In my experience, if you’re using mobile devices then the timeout question gets a bit harder. Due to a myriad of reasons, mostly commonly being split second loss of internet, the app is trying and failing to make a server call, so then just assuming its offline. Once offline, unless you manually catch that at the right point and ‘re-sign in’, the app just gets a bit dumb. There are ways to do offline app stuff, like anvil_extras.storage, but I’m yet to fully test that myself
The easiest way I would recommend is to have a timer on the front end which triggers a server call every, say 1 minute, this server call updates the “logged in” column to true every time it’s run while logging the datetime of the activity in another column.
Then have a background task which runs, again for example, every 1 min and checks to see if the time difference between the last logged activity and the current time is greater than 3 minutes and if so mark the “logged in” as false.
I used this same logic to limit the number of users which can log in concurrently on one of my apps.
If I’m understanding you correctly, I’d like to break your post into two parts:
What’s Anvil’s default behaviour for inactivity?
How do you prevent duplicate logins?
1. What’s Anvil’s default behaviour for inactivity?
@stefano is correct, an Anvil session will stay open as long as an operation has been performed in the last 30 minutes.
If a user’s session expires, the next server operation will cause the following dialog to appear:
Note that a “server operation” isn’t always a call to anvil.server.call(). It could be a data table search or a Google Drive query.

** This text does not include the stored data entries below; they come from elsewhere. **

//! Chart bodies: the 9 Vedic grahas and the Lagna (Ascendant).
//!
//! Planet keys arrive from the calculation service as free strings. They are
//! resolved here, and the fixed [`ALL_GRAHAS`] order decides the order in
//! which bodies are placed, so rendering order never depends on payload
//! order.

use std::fmt::{Display, Formatter};

use serde::{Serialize, Serializer};

/// The 9 Vedic grahas.
#[derive(Debug, Clone, Copy, PartialEq, Eq, Hash, PartialOrd, Ord)]
pub enum Graha {
    Surya,
    Chandra,
    Mangal,
    Buddh,
    Guru,
    Shukra,
    Shani,
    Rahu,
    Ketu,
}

/// All 9 grahas in traditional order. This is the placement order.
pub const ALL_GRAHAS: [Graha; 9] = [
    Graha::Surya,
    Graha::Chandra,
    Graha::Mangal,
    Graha::Buddh,
    Graha::Guru,
    Graha::Shukra,
    Graha::Shani,
    Graha::Rahu,
    Graha::Ketu,
];

impl Graha {
    /// Sanskrit name of the graha.
    pub const fn name(self) -> &'static str {
        match self {
            Self::Surya => "Surya",
            Self::Chandra => "Chandra",
            Self::Mangal => "Mangal",
            Self::Buddh => "Buddh",
            Self::Guru => "Guru",
            Self::Shukra => "Shukra",
            Self::Shani => "Shani",
            Self::Rahu => "Rahu",
            Self::Ketu => "Ketu",
        }
    }

    /// English name of the graha, as used in service payloads.
    pub const fn english_name(self) -> &'static str {
        match self {
            Self::Surya => "Sun",
            Self::Chandra => "Moon",
            Self::Mangal => "Mars",
            Self::Buddh => "Mercury",
            Self::Guru => "Jupiter",
            Self::Shukra => "Venus",
            Self::Shani => "Saturn",
            Self::Rahu => "Rahu",
            Self::Ketu => "Ketu",
        }
    }

    /// 0-based index into ALL_GRAHAS.
    pub const fn index(self) -> u8 {
        match self {
            Self::Surya => 0,
            Self::Chandra => 1,
            Self::Mangal => 2,
            Self::Buddh => 3,
            Self::Guru => 4,
            Self::Shukra => 5,
            Self::Shani => 6,
            Self::Rahu => 7,
            Self::Ketu => 8,
        }
    }

    /// Exact, case-sensitive lookup by English or Sanskrit name.
    pub fn from_name(raw: &str) -> Option<Graha> {
        ALL_GRAHAS
            .iter()
            .copied()
            .find(|g| g.english_name() == raw || g.name() == raw)
    }
}

impl Display for Graha {
    fn fmt(&self, f: &mut Formatter<'_>) -> std::fmt::Result {
        f.write_str(self.english_name())
    }
}

/// Anything that can be placed in a house.
#[derive(Debug, Clone, Copy, PartialEq, Eq, Hash, PartialOrd, Ord)]
pub enum ChartBody {
    /// The Ascendant. Always placed before any graha.
    Lagna,
    Graha(Graha),
}

impl ChartBody {
    /// Display name: "Ascendant" or the graha's English name.
    pub const fn name(self) -> &'static str {
        match self {
            Self::Lagna => "Ascendant",
            Self::Graha(g) => g.english_name(),
        }
    }

    pub const fn is_lagna(self) -> bool {
        matches!(self, Self::Lagna)
    }
}

impl From<Graha> for ChartBody {
    fn from(g: Graha) -> Self {
        Self::Graha(g)
    }
}

impl Display for ChartBody {
    fn fmt(&self, f: &mut Formatter<'_>) -> std::fmt::Result {
        f.write_str(self.name())
    }
}

impl Serialize for ChartBody {
    fn serialize<S: Serializer>(&self, serializer: S) -> Result<S::Ok, S::Error> {
        serializer.serialize_str(self.name())
    }
}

Here’s the documentation for this, including some information on catching the timeout error:
2. How do you prevent duplicate logins?
This is a devilishly tricky problem as there can be a lot of edge cases to think about but at a high level:
The basic thing that you need to notice is if a session just goes away entirely - because if someone drops off the end of the world (e.g. losing signal, running out of battery, pulling out a network cable) your system shouldn’t allow them to get “stuck”.
One high level solution would look like:
Start by generating a unique client ID when the page loads
Use a timer on the client side to call a “keep-alive” function every X seconds to update the “last_seen_logged_in” column
When a user logs out clear the client ID (optional)

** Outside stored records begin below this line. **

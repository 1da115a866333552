//! # kundali_config
//!
//! Layered configuration loading for the kundali tools using figment.
//!
//! Configuration sources (in priority order, highest wins):
//! 1. Environment variables (`KUNDALI_*` prefix, `__` as separator)
//! 2. An explicit file passed by the caller (e.g. `--config`)
//! 3. Project-level `./kundali.toml`
//! 4. User-level `~/.config/kundali/config.toml`
//! 5. Built-in defaults
//!
//! Figment maps `KUNDALI_NORMALIZE__HINT_FALLBACK` -> `normalize.hint_fallback`,
//! `KUNDALI_OUTPUT__FORMAT` -> `output.format`, and so on.
//!
//! ```no_run
//! use kundali_config::KundaliConfig;
//!
//! let config = KundaliConfig::load().expect("config");
//! if !config.normalize.hint_fallback {
//!     println!("quadrant charts will not fall back to upstream house numbers");
//! }
//! ```

mod error;
mod output;

pub use error::ConfigError;
pub use output::{OutputConfig, OutputFormat};

use std::path::{Path, PathBuf};

use figment::{
    Figment,
    providers::{Env, Format, Serialized, Toml},
};
use kundali_chart::NormalizeOptions;
use serde::{Deserialize, Serialize};

/// Project-local config file name.
pub const LOCAL_CONFIG_FILE: &str = "kundali.toml";

/// Environment variable prefix.
pub const ENV_PREFIX: &str = "KUNDALI_";

#[derive(Debug, Clone, Copy, Default, PartialEq, Eq, Deserialize, Serialize)]
pub struct KundaliConfig {
    #[serde(default)]
    pub normalize: NormalizeOptions,
    #[serde(default)]
    pub output: OutputConfig,
}

impl KundaliConfig {
    /// Load from defaults, config files, and environment.
    pub fn load() -> Result<Self, ConfigError> {
        Self::load_with_file(None)
    }

    /// Load with one extra TOML file layered above the discovered files.
    ///
    /// Unlike the discovered files, an explicit file must exist.
    pub fn load_with_file(path: Option<&Path>) -> Result<Self, ConfigError> {
        if let Some(p) = path {
            if !p.exists() {
                return Err(ConfigError::MissingFile(p.to_path_buf()));
            }
        }
        Ok(Self::figment(path).extract()?)
    }

    /// Build the figment provider chain.
    pub fn figment(extra: Option<&Path>) -> Figment {
        let mut figment = Figment::from(Serialized::defaults(Self::default()));

        if let Some(global_path) = Self::global_config_path() {
            if global_path.exists() {
                figment = figment.merge(Toml::file(global_path));
            }
        }

        let local_path = PathBuf::from(LOCAL_CONFIG_FILE);
        if local_path.exists() {
            figment = figment.merge(Toml::file(local_path));
        }

        if let Some(p) = extra {
            figment = figment.merge(Toml::file(p));
        }

        figment.merge(Env::prefixed(ENV_PREFIX).split("__"))
    }

    /// Path to the user-global config file.
    pub fn global_config_path() -> Option<PathBuf> {
        dirs::config_dir().map(|p| p.join("kundali").join("config.toml"))
    }
}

When a user logs in check the client ID against the client ID in the table
If the client ID doesn’t match and a sufficient arbitrary time has passed, assume the old session must have gone away and clear the old ID. Then, add the new client ID and treat it as the current session from then on.
Each time you try to execute a server-side operation, you check whether the session is the “officially” logged-in session for that user. If you’re not, then anvil.users.logout() and refuse to perform the operation.
Hi Ryan,
Thank you very much for the comprehensive reply. I should probably expand on what I have currently, as I notice my original post is actually inaccurate:
I have a ‘is_logged_in’ (true/flase) column, a ‘sessions_start’ (date and time) and a ‘session_expiry’ (date and time) column. These get correctly populated when a user logs in. If a user then tries to log in more than once they correctly get told they are already logged in. If they manually log out the ‘is_logged_in’ column correctly gets set to false. If the Anvil session expires due to inactivity and a refresh is requested, the ‘is_logged_in’ column correctly gets set to false, this was the error I made in my original post… However, if they just kill the app without manually logging out or the the Anvil request to refresh the app is yet to trigger it still thinks they’re logged in
Your suggestion to use a timer seems like the correct path to take. I was going to consider to try using a background task, but the timer function would have less overhead I would think.

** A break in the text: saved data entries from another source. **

//! Error types for chart normalization.

use thiserror::Error;

use crate::rashi::Rashi;

/// Errors raised while normalizing a chart snapshot.
///
/// Most variants describe a problem with a single body and are recovered
/// locally: the body is excluded or corrected and the error is attached to
/// the chart as a [`Diagnostic`](crate::Diagnostic). Only
/// [`AscendantUnresolved`](Self::AscendantUnresolved),
/// [`InvalidCusps`](Self::InvalidCusps), [`Invariant`](Self::Invariant) and
/// [`Parse`](Self::Parse) prevent a chart from being produced.
#[derive(Debug, Clone, PartialEq, Error)]
#[non_exhaustive]
pub enum ChartError {
    /// Sign string matches neither naming convention.
    #[error("unknown sign name {0:?}")]
    UnknownSign(String),
    /// Degree within sign outside [0, 30).
    #[error("degree in sign {0} outside [0, 30)")]
    DegreeRange(f64),
    /// Total longitude outside [0, 360).
    #[error("total degree {0} outside [0, 360)")]
    LongitudeRange(f64),
    /// Sign number outside 1..=12.
    #[error("sign number {0} outside 1..=12")]
    SignNumber(u8),
    /// A required field is absent from a body.
    #[error("missing required field `{field}`")]
    MissingField { field: &'static str },
    /// Planet key is not one of the 9 classical bodies.
    #[error("unknown body {0:?}")]
    UnknownBody(String),
    /// Two planet keys name the same body.
    #[error("{0} reported more than once")]
    DuplicateBody(String),
    /// An advisory field holds a value of the wrong type; it is ignored.
    #[error("unusable `{field}` value {value}, ignored")]
    UnusableField { field: &'static str, value: String },
    /// Body entry does not have the expected shape.
    #[error("malformed body entry: {0}")]
    MalformedBody(String),
    /// Whole-sign chart: upstream house disagrees with the sign number.
    #[error("reported house {reported} disagrees with computed house {computed}")]
    SignHouseMismatch { reported: i64, computed: u8 },
    /// Quadrant chart: no cusp carries the body's sign.
    #[error("no house cusp in {sign}{}", hint_suffix(.hint))]
    NoMatchingHouse { sign: Rashi, hint: Option<i64> },
    /// Two cusps carry the same sign.
    #[error("cusp sign {sign} repeated in houses {first} and {second}")]
    DuplicateCuspSign { sign: Rashi, first: u8, second: u8 },
    /// The house cusp list cannot describe 12 houses.
    #[error("invalid house cusps: {0}")]
    InvalidCusps(String),
    /// The ascendant cannot be placed; no chart is produced.
    #[error("ascendant unresolved: {0}")]
    AscendantUnresolved(Box<ChartError>),
    /// An assembled chart broke one of its structural guarantees.
    #[error("chart invariant violated: {0}")]
    Invariant(String),
    /// Payload is not a well-formed snapshot document.
    #[error("snapshot parse error: {0}")]
    Parse(String),
}

fn hint_suffix(hint: &Option<i64>) -> String {
    match hint {
        Some(h) => format!(" (house hint {h})"),
        None => String::new(),
    }
}

impl ChartError {
    /// Stable machine-readable code, used by the debug view.
    pub const fn code(&self) -> &'static str {
        match self {
            Self::UnknownSign(_) => "unknown_sign",
            Self::DegreeRange(_) => "degree_range",
            Self::LongitudeRange(_) => "longitude_range",
            Self::SignNumber(_) => "sign_number",
            Self::MissingField { .. } => "missing_field",
            Self::UnknownBody(_) => "unknown_body",
            Self::DuplicateBody(_) => "duplicate_body",
            Self::UnusableField { .. } => "unusable_field",
            Self::MalformedBody(_) => "malformed_body",
            Self::SignHouseMismatch { .. } => "sign_house_mismatch",
            Self::NoMatchingHouse { .. } => "no_matching_house",
            Self::DuplicateCuspSign { .. } => "duplicate_cusp_sign",
            Self::InvalidCusps(_) => "invalid_cusps",
            Self::AscendantUnresolved(_) => "ascendant_unresolved",
            Self::Invariant(_) => "invariant",
            Self::Parse(_) => "parse",
        }
    }
}

impl From<serde_json::Error> for ChartError {
    fn from(e: serde_json::Error) -> Self {
        Self::Parse(e.to_string())
    }
}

The difference between a timer and a background task is not the overhead, it’s that the timer runs on the client, while the background task runs on the server.
A background task cannot contact the client, while a timer running on the client can call a server function to update a timestamp.
A background task, as suggested by @turnip12144, could be used to check if the client contacted the server in the past few seconds and log the session out.
In my opinion, I would keep things simpler: no timer, no background task. I would set the timestamp every time the app calls a server function. If the server call comes from a different session, then, if the timestamp is older than x minutes, I would log out the older session, otherwise I would show a dialog asking whether to log out the older session or cancel the current operation.